If you can trust the tabs, this will do it (I think - it's not fully tested). It should at least give you a working base to build on.

A couple of points:



It has a special check for end of data to make it work with the posted sample
It extracts almost everything it recognises from the file - but only writes out terms, abbreviations and the date.
You'll have to change the output file name, of course.
Payment is not wanted.
Option Explicit

Private Type Bilingual
English As String
French As String
End Type

Private Type TermElement
Keyword As String
Output As Boolean
Value As Bilingual
End Type

Private Type DateElement
Keyword As String
Output As Boolean
Value As String
End Type

Private Type ClientElement
Keyword As String
Output As Boolean
Value As String
End Type

Private TermElements() As TermElement
Private DateElements() As DateElement
Private ClientElements() As ClientElement

Private RecordCount As Long

Private ndxTerm As Long

Private Sub ExtractForEric()

Const RecordHeader As Currency = 1.88
Const TermLine As Currency = 0.17
Const TermContinued As Currency = 1.21
Const TermContinuedFrench As Currency = 4.71
Const ClientLine As Currency = 0.5

Dim Para As Word.Paragraph

Call InitialiseElements
RecordCount = -1

For Each Para In ActiveDocument.Paragraphs

' FOR TESTING ONLY =========================================
If Left(Para.Range.Text, 13) = "Notes for VBA" Then Exit For
' ==========================================================

If Trim(Replace(Replace(Para.Range.Text, vbTab, ""), vbCr, "")) = "" Then
' Empty paragraph - ignore
Else

' ASSUMPTION: Every (non-empty) paragraph has _
' (and starts with) a custom tab stop
Select Case Round(PointsToInches(Para.TabStops(1).Position), 2)

Case RecordHeader

Call WriteRecord

Case TermLine

Call ExtractTermLine(Para)

Case TermContinued

Call ExtractContinuedTerm(Para)

Case TermContinuedFrench

Call ExtractContinuedTermFrench(Para)

Case ClientLine

Call ExtractClientLine(Para)

Case Else

MsgBox "Tab stop at " _
& PointsToInches(Para.TabStops(1).Position) _
& """"

End Select

End If

Next

Call WriteRecord(FinalCall:=True)

End Sub

Private Sub ExtractTermLine(Para As Word.Paragraph)

' FORMATS ASSUMED:
' Tab-separated term-keyword, star, English, star, French
' Tab-separated date-keyword, date, more data

Dim Breakdown
Dim ndx As Long

Breakdown = Split(Replace(Para.Range.Text, vbCr, ""), vbTab, 6)

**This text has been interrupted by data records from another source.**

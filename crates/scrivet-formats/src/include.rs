// SPDX-License-Identifier: Apache-2.0 OR MIT
use std::fs;
use std::path::{Component, Path, PathBuf};

use thiserror::Error;

use scrivet_engine::IncludeLoader;

/// Loads `$include` paths from files beneath a root directory.
///
/// Paths are resolved relative to the root; absolute paths and any path with
/// a `..` component are rejected before touching the filesystem. No cycle
/// detection is performed — a template that includes itself recurses until
/// the stack runs out, so keep include graphs acyclic or wrap the loader
/// with a depth budget.
pub struct DirLoader {
    root: PathBuf,
}

#[derive(Debug, Error)]
#[error("include path {path:?} escapes the template root")]
struct EscapesRoot {
    path: String,
}

impl DirLoader {
    /// Creates a loader rooted at `root`.
    pub fn new(root: impl Into<PathBuf>) -> Self {
        Self { root: root.into() }
    }

    fn resolve(&self, path: &str) -> Result<PathBuf, EscapesRoot> {
        let relative = Path::new(path);
        let escapes = relative.is_absolute()
            || relative
                .components()
                .any(|component| matches!(component, Component::ParentDir));
        if escapes {
            return Err(EscapesRoot {
                path: path.to_string(),
            });
        }
        Ok(self.root.join(relative))
    }
}

impl IncludeLoader for DirLoader {
    fn load(&self, path: &str) -> Result<String, Box<dyn std::error::Error + Send + Sync>> {
        let full = self.resolve(path)?;
        Ok(fs::read_to_string(full)?)
    }
}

For ndx = 1 To UBound(TermElements)
If TermElements(ndx).Keyword = UCase(Breakdown(1)) Then
ndxTerm = ndx
If UBound(Breakdown) > 2 Then _
TermElements(ndx).Value.English = Breakdown(3)
If UBound(Breakdown) > 4 Then _
TermElements(ndx).Value.French = Breakdown(5)
Exit Sub
End If
Next

For ndx = 1 To UBound(DateElements)
If DateElements(ndx).Keyword = UCase(Breakdown(1)) Then
If UBound(Breakdown) > 1 Then _
DateElements(ndx).Value = Breakdown(2)
Exit Sub
End If
Next

MsgBox "Data Type not recognised:" _
& vbCr & Para.Range.Text _
& vbCr & "Ignoring line"

End Sub

Private Sub ExtractContinuedTerm(Para As Word.Paragraph)

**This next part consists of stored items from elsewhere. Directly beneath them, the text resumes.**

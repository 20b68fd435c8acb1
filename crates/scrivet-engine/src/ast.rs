// SPDX-License-Identifier: Apache-2.0 OR MIT
//! The node tree produced by the parser.
//!
//! Trees are immutable once parsing succeeds: a [`crate::Template`] owns its
//! nodes, nodes never reference each other, and rendering only reads them —
//! which is what makes parsed templates safe to cache and share across
//! threads.

use std::fmt;

/// One directive or text run in a parsed template.
///
/// Block variants carry their fully closed body; an unterminated block never
/// makes it out of the parser. `GreaterThan` and friends hold the integer
/// literal already parsed; `IfEq`/`UnlessEq` hold the raw string literal.
#[derive(Debug, Clone, PartialEq)]
pub enum Node {
    /// A literal text run, emitted verbatim (`$$` collapses to one `$`).
    Text {
        /// The text to emit.
        text: String,
    },
    /// `${name}` or `${name|format}`.
    Variable {
        /// Lookup name, taken verbatim between `${` and `}`/`|`.
        name: String,
        /// Format pattern; never present as an empty string.
        format: Option<String>,
    },
    /// `$-- ... --$`; emits nothing.
    Comment,
    /// `$if(condition)`: body emitted iff the lookup is truthy.
    IfTrue {
        /// Name to test.
        condition: String,
        /// Block body.
        body: Vec<Node>,
    },
    /// `$unless(condition)`: the complement of [`Node::IfTrue`].
    IfFalse {
        /// Name to test.
        condition: String,
        /// Block body.
        body: Vec<Node>,
    },
    /// `$if_eq(name, "literal")`.
    IfEq {
        /// Name to test.
        variable: String,
        /// Literal compared against the value's string projection.
        literal: String,
        /// Block body.
        body: Vec<Node>,
    },
    /// `$unless_eq(name, "literal")`.
    UnlessEq {
        /// Name to test.
        variable: String,
        /// Literal compared against the value's string projection.
        literal: String,
        /// Block body.
        body: Vec<Node>,
    },
    /// `$greater_than(name, N)`: strict `>` over the integer view.
    GreaterThan {
        /// Name to test.
        variable: String,
        /// Decimal literal from the template.
        literal: i64,
        /// Block body.
        body: Vec<Node>,
    },
    /// `$less_than(name, N)`: strict `<`.
    LessThan {
        /// Name to test.
        variable: String,
        /// Decimal literal from the template.
        literal: i64,
        /// Block body.
        body: Vec<Node>,
    },
    /// `$greater_than_or_eq(name, N)`.
    GreaterThanOrEq {
        /// Name to test.
        variable: String,
        /// Decimal literal from the template.
        literal: i64,
        /// Block body.
        body: Vec<Node>,
    },
    /// `$less_than_or_eq(name, N)`.
    LessThanOrEq {
        /// Name to test.
        variable: String,
        /// Decimal literal from the template.
        literal: i64,
        /// Block body.
        body: Vec<Node>,
    },
    /// `$if_has_many(name)`: body emitted iff the value is a sequence of two
    /// or more elements.
    IfHasMany {
        /// Name of the iterable.
        iterable: String,
        /// Block body.
        body: Vec<Node>,
    },
    /// `$unless_has_many(name)`: body emitted iff the value is null or a
    /// sequence of at most one element.
    UnlessHasMany {
        /// Name of the iterable.
        iterable: String,
        /// Block body.
        body: Vec<Node>,
    },
    /// `$each(name)`: iterate a sequence or map, body once per element.
    Loop {
        /// Name of the iterable.
        iterable: String,
        /// Block body, rendered in a derived scope.
        body: Vec<Node>,
    },
    /// `$first(name)`: body once, focused on the first element.
    First {
        /// Name of the iterable.
        iterable: String,
        /// Block body, rendered in a derived scope.
        body: Vec<Node>,
    },
    /// `$last(name)`: body once, focused on the last element.
    Last {
        /// Name of the iterable.
        iterable: String,
        /// Block body, rendered in a derived scope.
        body: Vec<Node>,
    },
    /// `$length(name)`: emits the element/character count as a decimal.
    Length {
        /// Name of the measured value.
        iterable: String,
    },
    /// `$index(name, key)`: emits one element of a sequence or map.
    Index {
        /// Name of the indexed collection.
        variable: String,
        /// Raw index argument; `${NAME}` makes it a dynamic key. Absent means
        /// the directive emits nothing.
        index: Option<String>,
    },
    /// `$include(path)`: load, parse and render another template inline.
    Include {
        /// Path handed to the include loader.
        path: String,
    },
    /// `$call(name)` with its `$arg` blocks.
    Macro {
        /// Registered macro name.
        name: String,
        /// Arguments, in template order.
        args: Vec<MacroArg>,
    },
}

/// One `$arg(name) ... $end` block inside a `$call`.
#[derive(Debug, Clone, PartialEq)]
pub struct MacroArg {
    /// Argument name as passed to the macro.
    pub name: String,
    /// Body rendered (in the caller's context) to produce the argument value.
    pub body: Vec<Node>,
}

impl Node {
    /// The directive keyword this node was parsed from, for diagnostics.
    pub fn keyword(&self) -> &'static str {
        match self {
            Node::Text { .. } => "text",
            Node::Variable { .. } => "${",
            Node::Comment => "$--",
            Node::IfTrue { .. } => "$if",
            Node::IfFalse { .. } => "$unless",
            Node::IfEq { .. } => "$if_eq",
            Node::UnlessEq { .. } => "$unless_eq",
            Node::GreaterThan { .. } => "$greater_than",
            Node::LessThan { .. } => "$less_than",
            Node::GreaterThanOrEq { .. } => "$greater_than_or_eq",
            Node::LessThanOrEq { .. } => "$less_than_or_eq",
            Node::IfHasMany { .. } => "$if_has_many",
            Node::UnlessHasMany { .. } => "$unless_has_many",
            Node::Loop { .. } => "$each",
            Node::First { .. } => "$first",
            Node::Last { .. } => "$last",
            Node::Length { .. } => "$length",
            Node::Index { .. } => "$index",
            Node::Include { .. } => "$include",
            Node::Macro { .. } => "$call",
        }
    }
}

impl fmt::Display for Node {
    fn fmt(&self, f: &mut fmt::Formatter<'_>) -> fmt::Result {
        match self {
            Node::Text { text } => write!(f, "text({text:?})"),
            Node::Variable { name, .. } => write!(f, "${{{name}}}"),
            other => f.write_str(other.keyword()),
        }
    }
}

' FORMAT ASSUMED: Tab-separated English, <French>

Dim Breakdown

Breakdown = Split(Replace(Para.Range.Text, vbCr, ""), vbTab, 3)

TermElements(ndxTerm).Value.English _
= TermElements(ndxTerm).Value.English & " " & Breakdown(1)

If UBound(Breakdown) > 1 Then
TermElements(ndxTerm).Value.French _
= TermElements(ndxTerm).Value.French & " " & Breakdown(2)
End If


End Sub

Private Sub ExtractContinuedTermFrench(Para As Word.Paragraph)

' FORMAT ASSUMED: Tab, French

Dim Breakdown

Breakdown = Split(Replace(Para.Range.Text, vbCr, ""), vbTab, 2)

TermElements(ndxTerm).Value.French _
= TermElements(ndxTerm).Value.French & " " & Breakdown(1)


End Sub

Private Sub ExtractClientLine(Para As Word.Paragraph)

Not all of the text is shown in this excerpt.